Por Valmore Muñoz Arteaga
El 28 de enero
de 1979, Juan Pablo II, recién electo como sucesor de San Pedro, pronuncia un
discurso ante la Tercera Asamblea General de los Obispos Latinoamericanos en
Puebla en la cual sostiene que la Iglesia conserva, gracias al Evangelio, la
verdad sobre el hombre. Esa verdad se halla tallada desde el principio de los
tiempos dándole sentido y definición a una antropología que la Iglesia no deja
de profundizar ni de comunicar. La afirmación cardinal de esta antropología es la
del hombre como imagen de Dios, “irreductible a una simple parcela de la
naturaleza, o a un elemento anónimo de la ciudad humana”. Esta verdad que brota
ardiente de la certeza de que los hombres somos imagen de Dios constituye el
fundamento de la enseñanza social de la Iglesia, además de ser la base de la
verdadera liberación. A la luz de esta verdad, sostendrá Juan Pablo II, no es
el hombre un ser sometido a los procesos económicos o políticos, sino que esos
procesos están ordenados al hombre y sometidos a él. Ser imagen de Dios, haber
sido creados a partir de esta dimensión, hace al hombre algo más que un simple
espacio de la naturaleza, algo más que un elemento anónimo en el marco de la
sociedad humana, es mucho más que eso. En esa verdad descansa su dignidad como
persona, por ello se encuentra siempre elevado a un fin sobrenatural
trascendente a la vida terrena donde nacen y mueren todos los proyectos
políticos e ideologías que no ven más allá de los límites del mundo.
La verdad que
la Iglesia le debe al hombre es, ante todo, la verdad sobre él mismo que nos
desnuda la revelación, es decir, una visión cristiana del hombre. Esta verdad
que la Iglesia pregona en los labios de Juan Pablo II es la base de la
verdadera liberación del ser humano. El hombre, al ser cumbre de la creación,
es centro de la economía, de la sociedad y de la política. Ni el hombre ni la
mujer, de ninguna manera, pueden ser subordinados a procesos económicos y
sociales, como lo sugieren el marxismo y el capitalismo, sino que, por el
contrario, estos sistemas son los que deben adaptarse al hombre para tejer sus
decisiones. Debido a ello, Pablo VI en su exhortación apostólica Evangelli Nuntiandi
señala que ningún ser humano se le puede reducir a la simple y estrecha
dimensión económica, política, social o cultural, sino que “debe abarcar al
hombre entero, en todas sus dimensiones, incluida su apertura al Absoluto, que
es Dios”. La preeminencia del hombre sobre todas las cosas y los demás seres
ofrecen un primer criterio de juicio y de acción en lo que a la dignidad de la
persona humana se refiere encerrando en ella el respeto y la promoción de los
derechos personales y sociales inherentes, es decir, inseparables a su
naturaleza. Podemos decir más acerca de esta dignidad emanada del hecho cierto
de ser imagen de Dios, pues a esa dignidad, la pasión y gloria de Cristo, le
brindan total plenitud.
El hombre es
un misterio que sólo puede ser esclarecido en el misterio del Verbo encarnado.

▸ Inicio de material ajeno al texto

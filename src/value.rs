//! Canonical structured values for carrying tool results into the protocol
//!
//! Tool routes hand back arbitrary JSON; the model endpoint wants a
//! map-shaped structured value in the function response. `StructuredValue`
//! is the bridge: a closed recursive variant type with one numeric
//! representation (`f64`, matching JSON-number wire semantics) and total
//! conversions in both directions.

use std::collections::BTreeMap;

use serde::{Serialize, Serializer};
use serde_json::Value;

use crate::error::{Error, Result};

/// Map payload of a function response (string keys, structured values)
pub type StructMap = BTreeMap<String, StructuredValue>;

/// A JSON-shaped value in canonical form
///
/// Numbers of any source width or precision collapse to `f64`. The loss of
/// integer precision above 2^53 is intentional and matches what the wire
/// format itself can carry.
#[derive(Debug, Clone, PartialEq)]
pub enum StructuredValue {
    Null,
    Bool(bool),
    Number(f64),
    String(String),
    List(Vec<StructuredValue>),
    Struct(StructMap),
}

impl StructuredValue {
    /// Convert any JSON value to its canonical form
    ///
    /// Total: every `serde_json::Value` has an image. Null elements inside
    /// arrays are kept as `Null`, not dropped.
    pub fn from_json(value: &Value) -> StructuredValue {
        match value {
            Value::Null => StructuredValue::Null,
            Value::Bool(b) => StructuredValue::Bool(*b),
            // as_f64 is total for numbers parsed without arbitrary_precision
            Value::Number(n) => StructuredValue::Number(n.as_f64().unwrap_or_default()),
            Value::String(s) => StructuredValue::String(s.clone()),
            Value::Array(items) => {
                StructuredValue::List(items.iter().map(StructuredValue::from_json).collect())
            }
            Value::Object(entries) => StructuredValue::Struct(
                entries
                    .iter()
                    .map(|(k, v)| (k.clone(), StructuredValue::from_json(v)))
                    .collect(),
            ),
        }
    }

    /// Convert a JSON value into a map where the protocol mandates one
    ///
    /// A function response must be map-shaped. An object converts directly;
    /// a bare array is wrapped in a single `"data"` entry so list-shaped
    /// tool results stay usable; a bare leaf has no sensible map form and
    /// fails with a conversion error naming the offending value.
    pub fn struct_from_json(value: &Value) -> Result<StructMap> {
        match value {
            Value::Object(entries) => Ok(entries
                .iter()
                .map(|(k, v)| (k.clone(), StructuredValue::from_json(v)))
                .collect()),
            Value::Array(items) => {
                let list = StructuredValue::List(
                    items.iter().map(StructuredValue::from_json).collect(),
                );
                let mut map = StructMap::new();
                map.insert("data".to_string(), list);
                Ok(map)
            }
            other => Err(Error::conversion(format!(
                "a structured result must be an object or array, received {}",
                describe_json(other)
            ))),
        }
    }

    /// Convert back to a plain JSON value
    pub fn to_json(&self) -> Value {
        match self {
            StructuredValue::Null => Value::Null,
            StructuredValue::Bool(b) => Value::Bool(*b),
            // Value::from maps non-finite floats to null rather than panicking
            StructuredValue::Number(n) => Value::from(*n),
            StructuredValue::String(s) => Value::String(s.clone()),
            StructuredValue::List(items) => {
                Value::Array(items.iter().map(StructuredValue::to_json).collect())
            }
            StructuredValue::Struct(entries) => Value::Object(
                entries
                    .iter()
                    .map(|(k, v)| (k.clone(), v.to_json()))
                    .collect(),
            ),
        }
    }

    /// Borrow the string if this is a `String`
    pub fn as_str(&self) -> Option<&str> {
        match self {
            StructuredValue::String(s) => Some(s),
            _ => None,
        }
    }

    /// Get the number if this is a `Number`
    pub fn as_f64(&self) -> Option<f64> {
        match self {
            StructuredValue::Number(n) => Some(*n),
            _ => None,
        }
    }

    /// Look up an entry if this is a `Struct`
    pub fn get(&self, key: &str) -> Option<&StructuredValue> {
        match self {
            StructuredValue::Struct(entries) => entries.get(key),
            _ => None,
        }
    }
}

impl Serialize for StructuredValue {
    fn serialize<S>(&self, serializer: S) -> std::result::Result<S::Ok, S::Error>
    where
        S: Serializer,
    {
        self.to_json().serialize(serializer)
    }
}

/// Render a JSON value for an error message: its type and literal form
fn describe_json(value: &Value) -> String {
    match value {
        Value::Null => "null".to_string(),
        Value::Bool(b) => format!("bool: {}", b),
        Value::Number(n) => format!("number: {}", n),
        Value::String(s) => format!("string: \"{}\"", s),
        Value::Array(_) => "array".to_string(),
        Value::Object(_) => "object".to_string(),
    }
}
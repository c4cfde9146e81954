//! Client for the tool registry
//!
//! Tools that live behind HTTP routes announce themselves to a small shared
//! registry so that agent processes can discover them at runtime. The
//! registry keys entries by tool name and expires the ones that stop
//! refreshing, which is why [`RegistryClient::advertise`] re-registers on an
//! interval instead of registering once.

use std::sync::Arc;
use std::sync::atomic::{AtomicBool, Ordering};
use std::time::Duration;

use crate::error::{Error, Result};
use crate::tools::Tool;

/// How often [`RegistryClient::advertise`] refreshes its registrations
pub const DEFAULT_ADVERTISE_INTERVAL: Duration = Duration::from_secs(30);

/// HTTP client for a tool registry
///
/// The registry exposes `PUT /tools/{name}` to upsert a tool, `GET /tools`
/// to list the live ones, and `GET /tools/{name}` to fetch a single entry.
/// Cloning is cheap; clones share the underlying connection pool, so a
/// clone can be moved into a background task running the advertise loop.
///
/// # Example
///
/// ```rust,no_run
/// use gemini_agent::{RegistryClient, ToolDefinition, Tool, ToolRoute};
///
/// # async fn example() -> gemini_agent::Result<()> {
/// let registry = RegistryClient::new("http://localhost:5050")?;
///
/// let tool = Tool::new(
///     ToolDefinition::builder("get_utc_now", "Returns the current UTC time.").build()?,
///     ToolRoute::get("http://localhost:5120/api/time/now"),
/// );
/// registry.register(&tool).await?;
///
/// for tool in registry.list().await? {
///     println!("available: {}", tool.name());
/// }
/// # Ok(())
/// # }
/// ```
#[derive(Debug, Clone)]
pub struct RegistryClient {
    http_client: reqwest::Client,
    base_url: String,
}

impl RegistryClient {
    /// Creates a client for the registry at `base_url`
    pub fn new(base_url: impl Into<String>) -> Result<Self> {
        let http_client = reqwest::Client::builder()
            .build()
            .map_err(|err| Error::config(format!("failed to build HTTP client: {}", err)))?;

        Ok(Self {
            http_client,
            base_url: base_url.into(),
        })
    }

    /// Registers (or refreshes) a tool under its name
    ///
    /// The registry treats the call as an upsert, so registering the same
    /// tool again resets its expiry rather than failing.
    pub async fn register(&self, tool: &Tool) -> Result<()> {
        let response = self
            .http_client
            .put(self.tool_url(tool.name()))
            .json(tool)
            .send()
            .await?;

        check_status(response).await?;
        Ok(())
    }

    /// Lists every tool currently live in the registry
    pub async fn list(&self) -> Result<Vec<Tool>> {
        let response = self.http_client.get(self.tools_url()).send().await?;
        let response = check_status(response).await?;
        let tools = response.json::<Vec<Tool>>().await?;
        Ok(tools)
    }

    /// Fetches a single tool by name, or `None` if the registry does not
    /// know it (expired entries disappear the same way as never-registered
    /// ones)
    pub async fn get(&self, name: &str) -> Result<Option<Tool>> {
        let response = self.http_client.get(self.tool_url(name)).send().await?;
        if response.status() == reqwest::StatusCode::NOT_FOUND {
            return Ok(None);
        }

        let response = check_status(response).await?;
        let tool = response.json::<Tool>().await?;
        Ok(Some(tool))
    }

    /// Keeps a set of tools registered until `stop` is set
    ///
    /// Registers every tool, sleeps for `interval`, and repeats. A failed
    /// registration is logged and retried on the next round; the registry
    /// being briefly unreachable should not take the advertised tools down
    /// with it. The loop notices `stop` when it wakes, so it exits within
    /// one interval of the flag being set.
    pub async fn advertise(&self, tools: &[Tool], interval: Duration, stop: Arc<AtomicBool>) {
        log::debug!(
            "Advertising {} tool(s) to {} every {:?}",
            tools.len(),
            self.base_url,
            interval
        );

        while !stop.load(Ordering::SeqCst) {
            for tool in tools {
                if let Err(err) = self.register(tool).await {
                    log::warn!("Failed to advertise tool '{}': {}", tool.name(), err);
                }
            }
            tokio::time::sleep(interval).await;
        }
    }

    fn tools_url(&self) -> String {
        format!("{}/tools", self.base_url.trim_end_matches('/'))
    }

    fn tool_url(&self, name: &str) -> String {
        format!("{}/tools/{}", self.base_url.trim_end_matches('/'), name)
    }
}

/// Turns a non-success registry response into an API error carrying the
/// status and whatever body the registry sent back
async fn check_status(response: reqwest::Response) -> Result<reqwest::Response> {
    let status = response.status();
    if !status.is_success() {
        let body = response
            .text()
            .await
            .unwrap_or_else(|err| format!("failed to read error response body: {}", err));
        return Err(Error::api(status.as_u16(), body));
    }
    Ok(response)
}
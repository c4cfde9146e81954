//! Streaming conversations with the model
//!
//! This module is the core of the SDK: it owns conversation history, builds
//! the outbound request, and turns the decoded response stream into typed
//! [`ResponseEvent`]s.
//!
//! # Request flow
//!
//! ```text
//! ask(prompt)
//!     │
//!     ├─> history reset to a single user turn
//!     │
//!     ├─> POST …/models/{model}:streamGenerateContent?alt=sse
//!     │      (full history + system instruction + tool declarations)
//!     │
//!     └─> response body decoded record by record
//!
//! receive()
//!     │
//!     ├─> next part of the preferred candidate, classified
//!     │
//!     ├─> Thought   → event only, never stored
//!     ├─> Text      → appended to history as a model turn, then yielded
//!     └─> FunctionCall → appended to history as a model turn, then yielded;
//!                        answer it with reply_with_function_result()
//! ```
//!
//! History is only ever mutated here: `ask` and `reply_with_function_result`
//! append user-role turns before the request goes out, and `receive` appends
//! one model turn per retained part as events are pulled. On any error the
//! exchange is over; history stays at its last consistent state for
//! inspection, but the same exchange cannot be resumed.
//!
//! # Examples
//!
//! ## Single question
//!
//! ```rust,no_run
//! use gemini_agent::{query, ConversationOptions, ResponseEvent};
//! use futures::StreamExt;
//!
//! #[tokio::main]
//! async fn main() -> Result<(), Box<dyn std::error::Error>> {
//!     let options = ConversationOptions::builder()
//!         .api_key("AIza...")
//!         .build()?;
//!
//!     let mut events = query("What is 2+2?", &options).await?;
//!
//!     while let Some(event) = events.next().await {
//!         if let ResponseEvent::Text(text) = event? {
//!             print!("{}", text);
//!         }
//!     }
//!
//!     Ok(())
//! }
//! ```
//!
//! ## Conversation with a tool round-trip
//!
//! ```rust,no_run
//! use gemini_agent::{Conversation, ConversationOptions, ResponseEvent};
//! use serde_json::json;
//!
//! # async fn example() -> Result<(), Box<dyn std::error::Error>> {
//! let options = ConversationOptions::builder()
//!     .system_instruction("Use the provided tools to answer.")
//!     .api_key("AIza...")
//!     .build()?;
//!
//! let mut conversation = Conversation::new(options)?;
//! conversation.ask("What time is it?").await?;
//!
//! while let Some(event) = conversation.receive().await? {
//!     match event {
//!         ResponseEvent::Thought(thought) => eprintln!("[thinking] {}", thought.text),
//!         ResponseEvent::Text(text) => println!("{}", text),
//!         ResponseEvent::FunctionCall(call) => {
//!             // Execute the tool out of band, then resume the exchange
//!             let result = json!({"now": "2024-01-01T00:00:00Z"});
//!             conversation
//!                 .reply_with_function_result(&call.name, &result)
//!                 .await?;
//!         }
//!     }
//! }
//! # Ok(())
//! # }
//! ```

use std::collections::VecDeque;
use std::pin::Pin;
use std::sync::Arc;
use std::sync::atomic::{AtomicBool, Ordering};

use futures::stream::{Stream, StreamExt};

use crate::error::{Error, Result};
use crate::stream::{RecordStream, decode_record_stream};
use crate::types::{
    ConversationOptions, GeminiPart, GeminiRequest, GeminiResponse, Part, ResponseEvent, Turn,
    UsageMetadata,
};
use crate::value::StructuredValue;

/// A pinned, boxed stream of response events from the model
pub type EventStream = Pin<Box<dyn Stream<Item = Result<ResponseEvent>> + Send>>;

/// One-shot query without conversation state.
///
/// Sends a single user prompt and yields the response events as they
/// arrive. Because nothing is retained between events, a `FunctionCall`
/// event cannot be answered here; use [`Conversation`] for tool round-trips
/// and multi-turn exchanges.
pub async fn query(prompt: &str, options: &ConversationOptions) -> Result<EventStream> {
    let client = reqwest::Client::builder()
        .build()
        .map_err(|err| Error::config(format!("failed to build HTTP client: {}", err)))?;

    let contents = vec![Turn::user_text(prompt)];
    let request = GeminiRequest::new(&contents, &options.system_instruction, &options.tools);

    let response = send_request(&client, options, &request).await?;

    let events = decode_record_stream(response).flat_map(|record| {
        futures::stream::iter(match record {
            Ok(record) => events_of_record(record),
            Err(err) => vec![Err(err)],
        })
    });

    Ok(Box::pin(events))
}

/// POST the request and fail on a non-success status, body included
async fn send_request(
    client: &reqwest::Client,
    options: &ConversationOptions,
    request: &GeminiRequest<'_>,
) -> Result<reqwest::Response> {
    let url = options.stream_url();
    log::debug!("streaming request to {}", url);

    let response = client
        .post(&url)
        .header("X-Goog-Api-Key", &options.api_key)
        .header("Accept", "text/event-stream")
        .json(request)
        .send()
        .await?;

    if !response.status().is_success() {
        let status = response.status().as_u16();
        let body = response
            .text()
            .await
            .unwrap_or_else(|err| format!("failed to read error response body: {}", err));
        return Err(Error::api(status, body));
    }

    Ok(response)
}

/// Classify every part of the record's preferred candidate into events
fn events_of_record(mut record: GeminiResponse) -> Vec<Result<ResponseEvent>> {
    // Decoding guarantees at least one candidate per record
    let Some(index) = record.preferred_candidate_index() else {
        return vec![Err(Error::protocol(
            "expected at least one candidate in stream record",
        ))];
    };
    let candidate = record.candidates.swap_remove(index);

    candidate
        .content
        .parts
        .iter()
        .filter_map(|raw| match raw.classify() {
            Ok(part) => event_for(part).map(Ok),
            Err(err) => Some(Err(err)),
        })
        .collect()
}

fn event_for(part: Part) -> Option<ResponseEvent> {
    match part {
        Part::Thought(thought) => Some(ResponseEvent::Thought(thought)),
        Part::Text(text) => Some(ResponseEvent::Text(text.text)),
        Part::FunctionCall(call) => Some(ResponseEvent::FunctionCall(call.function_call)),
        // Function responses only travel outbound
        Part::FunctionResponse(_) => None,
    }
}

/// Stateful multi-turn conversation with tool calling.
///
/// A `Conversation` drives one exchange at a time: [`ask`](Self::ask) starts
/// a fresh exchange, [`receive`](Self::receive) pulls events from it, and
/// [`reply_with_function_result`](Self::reply_with_function_result) answers
/// a pending function call and resumes the same exchange.
///
/// The conversation is not safe for concurrent use, but the interrupt flag
/// from [`interrupt_handle`](Self::interrupt_handle) may be set from any
/// thread to stop the current exchange at the next `receive` call.
pub struct Conversation {
    options: ConversationOptions,

    /// Reused across requests for connection pooling
    http_client: reqwest::Client,

    /// Ordered turn sequence sent with every request
    history: Vec<Turn>,

    /// Active record stream, `None` between exchanges
    current_stream: Option<RecordStream>,

    /// Parts of the current record not yet classified and yielded
    pending_parts: VecDeque<GeminiPart>,

    /// Most recent token accounting seen on the stream
    last_usage: Option<UsageMetadata>,

    /// Set from any thread to stop the exchange; reset on ask/reply
    interrupted: Arc<AtomicBool>,
}

impl Conversation {
    pub fn new(options: ConversationOptions) -> Result<Self> {
        let http_client = reqwest::Client::builder()
            .build()
            .map_err(|err| Error::config(format!("failed to build HTTP client: {}", err)))?;

        Ok(Self {
            options,
            http_client,
            history: Vec::new(),
            current_stream: None,
            pending_parts: VecDeque::new(),
            last_usage: None,
            interrupted: Arc::new(AtomicBool::new(false)),
        })
    }

    /// Start a fresh exchange with a single user prompt.
    ///
    /// Any prior history is discarded. Call [`receive`](Self::receive) to
    /// consume the response.
    pub async fn ask(&mut self, prompt: impl Into<String>) -> Result<()> {
        self.interrupted.store(false, Ordering::SeqCst);
        self.history.clear();
        self.pending_parts.clear();
        self.last_usage = None;

        self.history.push(Turn::user_text(prompt));
        self.open_stream().await
    }

    /// Answer a pending function call with the tool's JSON result and resume.
    ///
    /// The last turn must end with a function-call part, otherwise this
    /// fails with [`Error::InvalidState`]. The result is converted into the
    /// structured map shape the model expects; a bare array is wrapped under
    /// a `"data"` key and a bare leaf value is a conversion error.
    pub async fn reply_with_function_result(
        &mut self,
        tool_name: &str,
        result: &serde_json::Value,
    ) -> Result<()> {
        let ends_with_call = self
            .history
            .last()
            .and_then(|turn| turn.parts.last())
            .map(Part::is_function_call)
            .unwrap_or(false);
        if !ends_with_call {
            return Err(Error::invalid_state(
                "expected the last turn to end with a function call",
            ));
        }

        let response = StructuredValue::struct_from_json(result)?;

        self.interrupted.store(false, Ordering::SeqCst);
        self.pending_parts.clear();

        log::debug!("function result for {} appended, resuming exchange", tool_name);
        self.history.push(Turn::function_response(tool_name, response));
        self.open_stream().await
    }

    /// Build and send the streaming request for the current history
    ///
    /// Any stream from the previous request is dropped first, so a send
    /// failure leaves the conversation with no exchange in flight.
    async fn open_stream(&mut self) -> Result<()> {
        self.current_stream = None;

        let request = GeminiRequest::new(
            &self.history,
            &self.options.system_instruction,
            &self.options.tools,
        );
        let response = send_request(&self.http_client, &self.options, &request).await?;
        self.current_stream = Some(decode_record_stream(response));
        Ok(())
    }

    /// Pull the next event from the current exchange.
    ///
    /// Returns `Ok(None)` when the exchange is finished, no exchange is in
    /// flight, or the interrupt flag is set. Text and function-call parts
    /// are appended to history as model turns at the moment they are
    /// yielded; thoughts are surfaced without being stored. Any error ends
    /// the exchange.
    pub async fn receive(&mut self) -> Result<Option<ResponseEvent>> {
        loop {
            if self.interrupted.load(Ordering::SeqCst) {
                self.current_stream = None;
                self.pending_parts.clear();
                return Ok(None);
            }

            if let Some(raw) = self.pending_parts.pop_front() {
                let part = match raw.classify() {
                    Ok(part) => part,
                    Err(err) => return Err(self.fail(err)),
                };

                match part {
                    Part::Thought(thought) => {
                        return Ok(Some(ResponseEvent::Thought(thought)));
                    }
                    Part::FunctionCall(call_part) => {
                        let call = call_part.function_call.clone();
                        self.history
                            .push(Turn::model_part(Part::FunctionCall(call_part)));
                        return Ok(Some(ResponseEvent::FunctionCall(call)));
                    }
                    Part::Text(text_part) => {
                        let text = text_part.text.clone();
                        self.history.push(Turn::model_part(Part::Text(text_part)));
                        return Ok(Some(ResponseEvent::Text(text)));
                    }
                    // Classification never yields this inbound
                    Part::FunctionResponse(_) => continue,
                }
            }

            let Some(stream) = self.current_stream.as_mut() else {
                return Ok(None);
            };

            match stream.next().await {
                Some(Ok(mut record)) => {
                    if let Some(usage) = record.usage_metadata.take() {
                        self.last_usage = Some(usage);
                    }
                    // Decoding guarantees at least one candidate per record
                    let Some(index) = record.preferred_candidate_index() else {
                        return Err(self.fail(Error::protocol(
                            "expected at least one candidate in stream record",
                        )));
                    };
                    let candidate = record.candidates.swap_remove(index);
                    self.pending_parts.extend(candidate.content.parts);
                }
                Some(Err(err)) => return Err(self.fail(err)),
                None => {
                    self.current_stream = None;
                    return Ok(None);
                }
            }
        }
    }

    /// End the exchange on a fatal error, leaving history as-is
    fn fail(&mut self, err: Error) -> Error {
        self.current_stream = None;
        self.pending_parts.clear();
        err
    }

    /// Signal the current exchange to stop at the next `receive` call
    pub fn interrupt(&self) {
        self.interrupted.store(true, Ordering::SeqCst);
    }

    /// Shared flag for interrupting from another thread or task
    pub fn interrupt_handle(&self) -> Arc<AtomicBool> {
        self.interrupted.clone()
    }

    pub fn is_interrupted(&self) -> bool {
        self.interrupted.load(Ordering::SeqCst)
    }

    /// Turns exchanged so far, in order
    pub fn history(&self) -> &[Turn] {
        &self.history
    }

    pub fn options(&self) -> &ConversationOptions {
        &self.options
    }

    /// Token accounting from the most recent stream record that carried any
    pub fn usage(&self) -> Option<&UsageMetadata> {
        self.last_usage.as_ref()
    }
}
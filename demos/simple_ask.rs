//! Simple ask example
//!
//! Streams a single prompt through `query()`: thinking output goes to
//! stderr, the answer itself to stdout.

use anyhow::Context;
use futures::StreamExt;
use gemini_agent::{ConversationOptions, ResponseEvent, get_api_key, get_base_url, get_model, query};

#[tokio::main]
async fn main() -> anyhow::Result<()> {
    let api_key = get_api_key(None).context("set GEMINI_API_KEY to run this example")?;

    // Configure the conversation
    let options = ConversationOptions::builder()
        .api_key(api_key)
        .base_url(get_base_url(None))
        .model(get_model(None))
        .system_instruction("You are a concise assistant.")
        .build()?;

    println!("Asking {}...\n", options.model);

    // Send the prompt and stream the response
    let mut events = query("What is the capital of France? Please be brief.", &options).await?;

    while let Some(event) = events.next().await {
        match event? {
            ResponseEvent::Thought(thought) => {
                eprintln!("[thinking] {}", thought.text);
            }
            ResponseEvent::Text(text) => {
                print!("{}", text);
                std::io::Write::flush(&mut std::io::stdout())?;
            }
            ResponseEvent::FunctionCall(call) => {
                // No tools were advertised, so this should not happen
                println!("\nFunction requested: {}", call);
            }
        }
    }

    println!("\n\nDone.");

    Ok(())
}
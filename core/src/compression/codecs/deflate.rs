//! Deflate (zlib wrapper) and gzip via flate2 with streaming enc/dec.

use std::ops::RangeInclusive;

use flate2::read::{GzDecoder, ZlibDecoder};
use flate2::write::{GzEncoder, ZlibEncoder};
use flate2::Compression;

use crate::compression::types::{
    CompressionError, CompressionScheme, DecoderSource, EncoderSink, StreamDecoder, StreamEncoder,
};
use crate::scheme::Scheme;

pub const DEFAULT_LEVEL_DEFLATE: i32 = 6;

fn flate_level(level: Option<i32>) -> Compression {
    match level {
        Some(l @ 0..=9) => Compression::new(l as u32),
        _ => Compression::new(DEFAULT_LEVEL_DEFLATE as u32),
    }
}

macro_rules! flate_scheme {
    ($scheme:ident, $name:literal, $enc:ident, $dec:ident) => {
        pub struct $scheme;

        impl Scheme for $scheme {
            fn name(&self) -> &'static str {
                $name
            }
        }

        impl CompressionScheme for $scheme {
            fn level_range(&self) -> Option<RangeInclusive<i32>> {
                Some(0..=9)
            }

            fn default_level(&self) -> Option<i32> {
                Some(DEFAULT_LEVEL_DEFLATE)
            }

            fn encoder<'a>(
                &self,
                sink: EncoderSink<'a>,
                level: Option<i32>,
            ) -> Result<Box<dyn StreamEncoder<'a> + 'a>, CompressionError> {
                Ok(Box::new($enc::new(sink, flate_level(level))))
            }

            fn decoder<'a>(
                &self,
                source: DecoderSource<'a>,
            ) -> Result<Box<dyn StreamDecoder<'a> + 'a>, CompressionError> {
                Ok(Box::new($dec::new(source)))
            }
        }

        impl<'a> StreamEncoder<'a> for $enc<EncoderSink<'a>> {
            fn finish(self: Box<Self>) -> Result<EncoderSink<'a>, CompressionError> {
                $enc::finish(*self)
                    .map_err(|e| CompressionError::CodecProcessFailed { scheme: $name, msg: e.to_string() })
            }
        }

        impl<'a> StreamDecoder<'a> for $dec<DecoderSource<'a>> {
            fn into_source(self: Box<Self>) -> DecoderSource<'a> {
                $dec::into_inner(*self)
            }
        }
    };
}

flate_scheme!(Deflate, "DEFLATE", ZlibEncoder, ZlibDecoder);
flate_scheme!(Gzip, "GZIP", GzEncoder, GzDecoder);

“Porque Adán, el primer hombre, nos dirá la Iglesia por medio de la Gaudium et Spes, era figura del que
había de venir, es decir, de Cristo nuestro Señor. Cristo, el nuevo Adán, en la
misma revelación del Padre y de su amor, manifiesta plenamente el hombre al
propio hombre y le descubre la sublimidad de su vocación”. No es un Estado, un
gobierno y mucho menos un partido político, el que le brinda definición y
sentido al hombre. Estas han sido siempre las aspiraciones de los regímenes
totalitarios, particularmente el marxismo que, más allá de todo marasmo filosófico,
se fundamentó en el amor de sí mismo hasta abismarse en el desprecio de Dios y
precisamente el amor sui,
reflexionará Juan Pablo II, fue lo que llevó a los primeros padres a la
rebelión inicial determinando así la expansión en lo sucesivo del pecado a toda
la historia humana. El marxismo se hizo realidad no por la búsqueda de un mundo
justo e igualitario para todos, sino por el profundo abismo en el que se
hallaba –y se halla– el hombre. El marxismo en cuyo materialismo ateo, en su
absurda dialéctica de la violencia y su particularmente gris manera de
comprender la libertad individual dentro de la colectividad, termina negando
toda la trascendencia del hombre, de ti y de mí, triturando nuestra historia
personal y colectiva. Por ello, Pablo VI en su carta encíclica Octogesima Adveniens, partiendo de la
verdad suprema de ser imagen de Dios, no tiene reparos en afirmar que “la fe
cristiana es muy superior a estas ideologías y queda situada a veces en
posición totalmente contraria a ellas, en la medida en que reconoce a Dios,
trascedente y creador, que interpela, a través de todos los niveles de lo
creado, al hombre como libertad responsable”.
En el corazón del
marxismo no hay espacio para Dios y al no haber espacio para Él, el ser humano
pierde todo sentido y cae de rodillas frente a una espesa confusión alimentada
por otra confusión hasta llegar a su única verdad: no hay esperanza en una vida
futura. No puede haber esperanza en absolutamente nada debido a que su razón de
ser no va más allá del odio y de la destrucción. En Divini Redemptoris, Pío XI nos indica que el marxismo, además,
arranca de raíz al hombre de su libertad, principio fundamental de su conducta
moral, quitando toda dignidad a la persona humana y todo freno moral contra el
asalto de los estímulos ciegos. Esta ideología no tiene la capacidad de
reconocer al individuo, “frente a la colectividad, ningún derecho natural de la
persona humana, por ser ésta en la teoría comunista simple rueda del engranaje
del sistema”.
Juan Pablo II, que conoció al marxismo por dentro,
nos recuerda una y otra vez que el hombre, tú y yo, es la verdad que canta la
voz profunda del Evangelio y no podemos, bajo ningún pretexto, ser reducidos a
un sistema filosófico, a una cosmovisión, o a una actividad meramente sociopolítica.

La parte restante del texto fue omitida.